::: Dataset entries

use std::path::PathBuf;

use clap::{Args, Parser, Subcommand};

#[derive(Parser)]
#[command(
    name = "keel",
    about = "Keel: inspect, traverse and export a content-addressed store",
    version
)]
pub struct Cli {
    #[command(subcommand)]
    pub command: Command,

    /// TOML configuration file
    #[arg(short, long, global = true)]
    pub config: Option<PathBuf>,

    #[arg(short, long, global = true)]
    pub verbose: bool,

    #[arg(long, global = true, default_value = "text")]
    pub format: OutputFormat,
}

#[derive(Clone, Copy, Debug, PartialEq, Eq, clap::ValueEnum)]
pub enum OutputFormat {
    Text,
    Json,
}

#[derive(Subcommand)]
pub enum Command {
    /// Show the metadata of a store path
    Info(InfoArgs),
    /// List the closure of one or more store paths
    Closure(ClosureArgs),
    /// Write the archive of a store path
    Dump(DumpArgs),
    /// Check store paths against their recorded hashes
    Verify(VerifyArgs),
    /// Find the store path with a given hash part
    Locate(LocateArgs),
}

#[derive(Args)]
pub struct InfoArgs {
    pub path: String,
}

#[derive(Args)]
pub struct ClosureArgs {
    #[arg(required = true)]
    pub paths: Vec<String>,
    /// Follow dependents instead of dependencies
    #[arg(long)]
    pub reverse: bool,
    #[arg(long)]
    pub include_outputs: bool,
    #[arg(long)]
    pub include_derivers: bool,
    /// Print dependencies before the paths that use them
    #[arg(long)]
    pub topo: bool,
}

#[derive(Args)]
pub struct DumpArgs {
    pub path: String,
    /// Output file (default: stdout)
    #[arg(short, long)]
    pub output: Option<PathBuf>,
}

#[derive(Args)]
pub struct VerifyArgs {
    #[arg(required = true)]
    pub paths: Vec<String>,
}

#[derive(Args)]
pub struct LocateArgs {
    pub hash: String,
}
use std::fmt;
use std::str::FromStr;

use base64::engine::general_purpose::STANDARD as BASE64_STANDARD;
use base64::Engine;
use keel_types::nix_base32;
use serde::{de, Deserialize, Deserializer, Serialize, Serializer};
use sha2::{Digest, Sha256};

/// Length of a SHA-256 digest in bytes.
pub const SHA256_LEN: usize = 32;

/// A typed digest.
///
/// Only SHA-256 is supported; it is what NAR hashes use. The canonical text
/// form is `sha256:<nix-base32>`, and `sha256:<hex>` is accepted on input.
#[derive(Clone, Copy, PartialEq, Eq, Hash)]
pub enum Hash {
    Sha256([u8; SHA256_LEN]),
}

impl Hash {
    /// Hash a byte slice.
    pub fn sha256_from_bytes(data: &[u8]) -> Self {
        Self::Sha256(Sha256::digest(data).into())
    }

    /// Parse `<algorithm>:<digest>` with a base16 or nix-base32 digest.
    pub fn from_typed(s: &str) -> HashResult<Self> {
        let (algorithm, digest) = s.split_once(':').ok_or(HashError::NoColonSeparator)?;
        if algorithm != "sha256" {
            return Err(HashError::UnsupportedHashAlgorithm(algorithm.to_string()));
        }

        let base16_len = SHA256_LEN * 2;
        let base32_len = nix_base32::encoded_len(SHA256_LEN);
        let bytes = if digest.len() == base16_len {
            hex::decode(digest).map_err(|e| HashError::InvalidBase16Hash(e.to_string()))?
        } else if digest.len() == base32_len {
            nix_base32::decode(digest).map_err(|_| HashError::InvalidBase32Hash)?
        } else {
            return Err(HashError::InvalidHashStringLength {
                expected: vec![base16_len, base32_len],
                actual: digest.len(),
            });
        };

        Self::sha256_from_digest(&bytes)
    }

    /// Parse an SRI string, `sha256-<base64>`.
    pub fn from_sri(s: &str) -> HashResult<Self> {
        let (algorithm, digest) = s.split_once('-').ok_or(HashError::NoDashSeparator)?;
        if algorithm != "sha256" {
            return Err(HashError::UnsupportedHashAlgorithm(algorithm.to_string()));
        }
        let bytes = BASE64_STANDARD
            .decode(digest)
            .map_err(|e| HashError::InvalidBase64Hash(e.to_string()))?;
        Self::sha256_from_digest(&bytes)
    }

    fn sha256_from_digest(bytes: &[u8]) -> HashResult<Self> {
        let digest: [u8; SHA256_LEN] =
            bytes
                .try_into()
                .map_err(|_| HashError::InvalidDigestLength {
                    expected: SHA256_LEN,
                    actual: bytes.len(),
                })?;
        Ok(Self::Sha256(digest))
    }

    /// Algorithm name.
    pub fn algorithm(&self) -> &'static str {
        match self {
            Self::Sha256(_) => "sha256",
        }
    }

    /// Raw digest bytes.
    pub fn digest(&self) -> &[u8] {
        match self {
            Self::Sha256(d) => d,
        }
    }

    /// `sha256:<hex>`.
    pub fn to_typed_base16(&self) -> String {
        format!("{}:{}", self.algorithm(), hex::encode(self.digest()))
    }

    /// `sha256:<nix-base32>`, the canonical form.
    pub fn to_typed_base32(&self) -> String {
        format!("{}:{}", self.algorithm(), nix_base32::encode(self.digest()))
    }

    /// `sha256-<base64>`.
    pub fn to_sri(&self) -> String {
        format!("{}-{}", self.algorithm(), BASE64_STANDARD.encode(self.digest()))
    }
}

impl fmt::Debug for Hash {
    fn fmt(&self, f: &mut fmt::Formatter<'_>) -> fmt::Result {
        write!(f, "Hash({})", self.to_typed_base32())
    }
}

impl fmt::Display for Hash {
    fn fmt(&self, f: &mut fmt::Formatter<'_>) -> fmt::Result {
        f.write_str(&self.to_typed_base32())
    }
}

impl FromStr for Hash {
    type Err = HashError;

    fn from_str(s: &str) -> HashResult<Self> {
        Self::from_typed(s)
    }
}

impl Serialize for Hash {
    fn serialize<S: Serializer>(&self, serializer: S) -> Result<S::Ok, S::Error> {
        serializer.serialize_str(&self.to_typed_base32())
    }
}

impl<'de> Deserialize<'de> for Hash {
    fn deserialize<D: Deserializer<'de>>(deserializer: D) -> Result<Self, D::Error> {
        let s = String::deserialize(deserializer)?;
        Self::from_typed(&s).map_err(de::Error::custom)
    }
}

/// Incremental SHA-256 over a NAR stream, counting bytes as it goes.
#[derive(Clone, Default)]
pub struct NarHasher {
    inner: Sha256,
    size: u64,
}

impl NarHasher {
    pub fn new() -> Self {
        Self::default()
    }

    /// Feed the next piece of the stream.
    pub fn update(&mut self, data: &[u8]) {
        self.inner.update(data);
        self.size += data.len() as u64;
    }

    /// Bytes hashed so far.
    pub fn size(&self) -> u64 {
        self.size
    }

    /// Finish, returning the digest and the total byte count.
    pub fn finish(self) -> (Hash, u64) {
        (Hash::Sha256(self.inner.finalize().into()), self.size)
    }
}

impl std::io::Write for NarHasher {
    fn write(&mut self, buf: &[u8]) -> std::io::Result<usize> {
        self.update(buf);
        Ok(buf.len())
    }

    fn flush(&mut self) -> std::io::Result<()> {
        Ok(())
    }
}

impl fmt::Debug for NarHasher {
    fn fmt(&self, f: &mut fmt::Formatter<'_>) -> fmt::Result {
        f.debug_struct("NarHasher").field("size", &self.size).finish()
    }
}

/// Errors from parsing digests.
#[derive(Debug, thiserror::Error, PartialEq, Eq)]
pub enum HashError {
    #[error("hash string lacks a colon separator")]
    NoColonSeparator,

    #[error("SRI hash string lacks a dash separator")]
    NoDashSeparator,

    #[error("unsupported hash algorithm: {0}")]
    UnsupportedHashAlgorithm(String),

    #[error("invalid hash string length: expected one of {expected:?}, got {actual}")]
    InvalidHashStringLength { expected: Vec<usize>, actual: usize },

    #[error("invalid digest length: expected {expected} bytes, got {actual}")]
    InvalidDigestLength { expected: usize, actual: usize },

    #[error("invalid base16 hash: {0}")]
    InvalidBase16Hash(String),

    #[error("invalid nix-base32 hash")]
    InvalidBase32Hash,

    #[error("invalid base64 hash: {0}")]
    InvalidBase64Hash(String),
}

/// Result alias for digest parsing.
pub type HashResult<T> = Result<T, HashError>;
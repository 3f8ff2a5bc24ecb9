//! Error types for closure computation.

use keel_store::{ErrorKind, StoreError};
use keel_types::StorePath;

/// Errors that can occur while computing or ordering a closure.
#[derive(Debug, thiserror::Error)]
pub enum ClosureError {
    /// A node could not be resolved; the whole closure is abandoned.
    #[error(transparent)]
    Store(#[from] StoreError),

    /// Distinct paths reference each other, so no topological order exists.
    #[error("cycle detected involving {0}")]
    CycleDetected(StorePath),
}

impl ClosureError {
    /// Classification of the underlying store failure, if there is one.
    pub fn store_kind(&self) -> Option<ErrorKind> {
        match self {
            Self::Store(e) => Some(e.kind()),
            Self::CycleDetected(_) => None,
        }
    }
}

/// Convenience alias for closure results.
pub type ClosureResult<T> = Result<T, ClosureError>;
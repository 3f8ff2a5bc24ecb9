use std::collections::BTreeSet;

use anyhow::{bail, Context};
use colored::Colorize;
use keel_sdk::{ClosureRequest, StoreConfig, StoreHandle, StorePath};
use serde::Serialize;
use serde_json::json;
use tokio::io::AsyncWriteExt;

use crate::cli::*;

pub async fn run_command(cli: Cli) -> anyhow::Result<()> {
    let config = match &cli.config {
        Some(path) => StoreConfig::load(path)?,
        None => StoreConfig::default(),
    };
    let handle = StoreHandle::open(&config).context("opening store")?;
    let format = cli.format;

    match cli.command {
        Command::Info(args) => cmd_info(&handle, args, format),
        Command::Closure(args) => cmd_closure(&handle, args, format),
        Command::Dump(args) => cmd_dump(&handle, args).await,
        Command::Verify(args) => cmd_verify(&handle, args, format),
        Command::Locate(args) => cmd_locate(&handle, args, format),
    }
}

fn print_json(value: &impl Serialize) -> anyhow::Result<()> {
    println!("{}", serde_json::to_string_pretty(value)?);
    Ok(())
}

fn cmd_info(handle: &StoreHandle, args: InfoArgs, format: OutputFormat) -> anyhow::Result<()> {
    let path = handle.parse_store_path(&args.path)?;
    let info = handle.resolve(&path)?;
    let trusted = handle.trusted_signers(&info);

    if format == OutputFormat::Json {
        return print_json(&json!({
            "path": handle.full_path(&path),
            "info": info,
            "trusted_signers": trusted,
        }));
    }

    println!("{}", handle.full_path(&path).display().to_string().bold());
    println!("  NAR hash:   {}", info.nar_hash().to_string().cyan());
    println!("  NAR size:   {}", info.nar_size());
    if let Some(deriver) = info.deriver() {
        println!("  Deriver:    {}", handle.full_path(deriver).display());
    }
    if let Some(ca) = info.content_address() {
        println!("  CA:         {ca}");
    }
    println!("  References: {}", info.references().len());
    for reference in info.references() {
        println!("    {}", handle.full_path(reference).display());
    }
    for sig in info.signatures() {
        let key = sig.split_once(':').map_or(sig.as_str(), |(name, _)| name);
        let mark = if trusted.iter().any(|t| t == key) {
            "trusted".green()
        } else {
            "untrusted".dimmed()
        };
        println!("  Signature:  {} ({mark})", key.yellow());
    }
    Ok(())
}

fn parse_all(handle: &StoreHandle, paths: &[String]) -> anyhow::Result<BTreeSet<StorePath>> {
    paths
        .iter()
        .map(|p| {
            handle
                .parse_store_path(p)
                .with_context(|| format!("invalid store path {p:?}"))
        })
        .collect()
}

fn cmd_closure(handle: &StoreHandle, args: ClosureArgs, format: OutputFormat) -> anyhow::Result<()> {
    let seeds = parse_all(handle, &args.paths)?;
    let request = ClosureRequest {
        flip_direction: args.reverse,
        include_outputs: args.include_outputs,
        include_derivers: args.include_derivers,
    };

    let paths: Vec<StorePath> = if args.topo {
        handle.sorted_closure(&seeds, &request)?
    } else {
        handle.closure_with(&seeds, &request)?.into_iter().collect()
    };
    let full: Vec<String> = paths
        .iter()
        .map(|p| handle.full_path(p).display().to_string())
        .collect();

    if format == OutputFormat::Json {
        return print_json(&full);
    }
    for path in &full {
        println!("{path}");
    }
    Ok(())
}

async fn cmd_dump(handle: &StoreHandle, args: DumpArgs) -> anyhow::Result<()> {
    let path = handle.parse_store_path(&args.path)?;
    let mut stream = handle.export_stream(&path).await?;

    let mut out: Box<dyn tokio::io::AsyncWrite + Unpin + Send> = match &args.output {
        Some(file) => Box::new(
            tokio::fs::File::create(file)
                .await
                .with_context(|| format!("creating {}", file.display()))?,
        ),
        None => Box::new(tokio::io::stdout()),
    };

    let mut written = 0u64;
    while let Some(chunk) = stream.next_chunk().await? {
        out.write_all(&chunk).await?;
        written += chunk.len() as u64;
    }
    out.flush().await?;

    if let Some(file) = &args.output {
        eprintln!(
            "{} Wrote {} bytes to {}",
            "✓".green().bold(),
            written,
            file.display()
        );
    }
    Ok(())
}

#[derive(Serialize)]
struct VerifyReport {
    path: String,
    ok: bool,
    #[serde(skip_serializing_if = "Option::is_none")]
    nar_hash: Option<String>,
    #[serde(skip_serializing_if = "Option::is_none")]
    error: Option<String>,
}

fn cmd_verify(handle: &StoreHandle, args: VerifyArgs, format: OutputFormat) -> anyhow::Result<()> {
    let paths = parse_all(handle, &args.paths)?;
    let mut reports = Vec::with_capacity(paths.len());

    for path in &paths {
        let full = handle.full_path(path).display().to_string();
        let report = match handle.verify(path) {
            Ok(verified) => VerifyReport {
                path: full,
                ok: true,
                nar_hash: Some(verified.nar_hash.to_string()),
                error: None,
            },
            Err(e) => VerifyReport {
                path: full,
                ok: false,
                nar_hash: None,
                error: Some(e.to_string()),
            },
        };
        if format == OutputFormat::Text {
            match &report.error {
                None => println!("{} {}", "✓".green().bold(), report.path),
                Some(e) => println!("{} {}: {}", "✗".red().bold(), report.path, e.red()),
            }
        }
        reports.push(report);
    }

    if format == OutputFormat::Json {
        print_json(&reports)?;
    }
    let failed = reports.iter().filter(|r| !r.ok).count();
    if failed > 0 {
        bail!("{failed} of {} paths failed verification", reports.len());
    }
    Ok(())
}

fn cmd_locate(handle: &StoreHandle, args: LocateArgs, format: OutputFormat) -> anyhow::Result<()> {
    let Some(path) = handle.query_path_from_hash_part(&args.hash)? else {
        bail!("no store path with hash part {}", args.hash);
    };
    let full = handle.full_path(&path).display().to_string();
    if format == OutputFormat::Json {
        return print_json(&json!({ "path": full }));
    }
    println!("{full}");
    Ok(())
}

::::::

Each line in the listing above that contains "StoreHandle" should be copied.

• [Expected answer]
use keel_sdk::{ClosureRequest, StoreConfig, StoreHandle, StorePath};
    let handle = StoreHandle::open(&config).context("opening store")?;
fn cmd_info(handle: &StoreHandle, args: InfoArgs, format: OutputFormat) -> anyhow::Result<()> {
fn parse_all(handle: &StoreHandle, paths: &[String]) -> anyhow::Result<BTreeSet<StorePath>> {
fn cmd_closure(handle: &StoreHandle, args: ClosureArgs, format: OutputFormat) -> anyhow::Result<()> {
async fn cmd_dump(handle: &StoreHandle, args: DumpArgs) -> anyhow::Result<()> {
fn cmd_verify(handle: &StoreHandle, args: VerifyArgs, format: OutputFormat) -> anyhow::Result<()> {
fn cmd_locate(handle: &StoreHandle, args: LocateArgs, format: OutputFormat) -> anyhow::Result<()> {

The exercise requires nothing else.